Findings Of Fact ECUA was created in 1981 pursuant to Chapter 81-376, Laws of Florida. By law, it provides utility services throughout Escambia County, Florida. Mr. Whatley was employed by ECUA. On October 31, 2001, Mr. Whatley signed an acknowledgement that he received the ECUA Employee Handbook. The ECUA Employee Handbook is a summary of benefits, policies, procedures, and rules, which are more fully set forth in ECUA's Human Resources Policy Manual. While on the ECUA Rotation Schedule Standby List on Sunday, July 26, 2009, Mr. Whatley, and his co-worker Jonathan Wheat, were required to be available to make repairs when summoned by ECUA customers. Mr. Whatley submitted a Daily Overtime Report dated July 26, 2009, which indicated that he worked on that day from 9:00 a.m. until 10:30 a.m. at 926 Lake Terrace, in Pensacola, Florida. The overtime report further stated that he worked from 10:30 a.m. until 11:00 a.m. at 1283 La Paz Street, in Pensacola. He further asserted that he worked at 402 West Lloyd Street, from 6:00 p.m. until 11:00 p.m. According to the Global Positioning System (GPS) installed on the ECUA truck assigned to Mr.
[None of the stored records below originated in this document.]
//! Fulfillment error types.

use store::StoreError;
use thiserror::Error;

/// Errors that abort a fulfillment attempt.
///
/// Best-effort side effects (stock decrement, confirmation email) never
/// surface here once their claim has been taken; they are logged instead.
#[derive(Debug, Error)]
pub enum FulfillmentError {
    /// The completed checkout carries no customer email.
    #[error("Missing customer email")]
    MissingCustomerEmail,

    /// Line items reference products the catalog does not know.
    #[error("Unknown product reference(s): {}", .0.join(", "))]
    UnknownProducts(Vec<String>),

    /// A line item asks for more units than a single item may carry.
    #[error("Line item {line_item_id} has invalid quantity {quantity}")]
    InvalidLineItem { line_item_id: String, quantity: i64 },

    /// Every insert round collided on a generated code or claim token.
    #[error("License code generation exhausted after {rounds} rounds")]
    CodeGenerationExhausted { rounds: u32 },

    /// The line item collaborator failed.
    #[error("Line item provider error: {0}")]
    LineItemProvider(String),

    /// The email collaborator failed.
    #[error("Email sender error: {0}")]
    EmailSender(String),

    /// Storage error.
    #[error("Store error: {0}")]
    Store(#[from] StoreError),
}

impl FulfillmentError {
    /// Returns true for errors caused by the event's own data rather than
    /// by this service or its collaborators.
    pub fn is_client_error(&self) -> bool {
        matches!(self, FulfillmentError::MissingCustomerEmail)
    }

    /// Short label used for metrics.
    pub fn kind(&self) -> &'static str {
        match self {
            FulfillmentError::MissingCustomerEmail => "missing_customer_email",
            FulfillmentError::UnknownProducts(_) => "unknown_product",
            FulfillmentError::InvalidLineItem { .. } => "invalid_line_item",
            FulfillmentError::CodeGenerationExhausted { .. } => "code_generation_exhausted",
            FulfillmentError::LineItemProvider(_) => "line_item_provider",
            FulfillmentError::EmailSender(_) => "email_sender",
            FulfillmentError::Store(_) => "store",
        }
    }
}

/// Convenience type alias for fulfillment results.
pub type Result<T> = std::result::Result<T, FulfillmentError>;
Whatley, he did not depart his residence at the time he claimed to be working at 926 Lake Terrace or at 1283 La Paz Street. Moreover, the evidence provided by the GPS indicated that he was at the 402 West Lloyd Street for four hours rather than the five claimed as overtime. Mr. Whatley's co-worker, Jonathon Wheat, did work at 926 Lake Terrace and at 1283 La Paz Street, but he worked alone. Mr. Wheat joined in Mr. Whatley's prevarication with regard to the quantity of time expended at 402 West Lloyd Street. Mr. Wheat confessed to his prevarication when confronted. Mr. Whatley lied about his whereabouts when initially confronted, but eventually admitted that his timesheet contained false entries. It is found as a fact that Mr. Whatley, on his time sheet for July 26, 2009, claimed one hour and a half overtime for work at 926 Lake Terrace, one-half-hour overtime for work or at 1283 La Paz Street, and an hour more overtime than actually worked at 402 West Lloyd Street. None of the forgoing periods were worked by Mr. Whatley. Accordingly, these entries on his time sheet were false.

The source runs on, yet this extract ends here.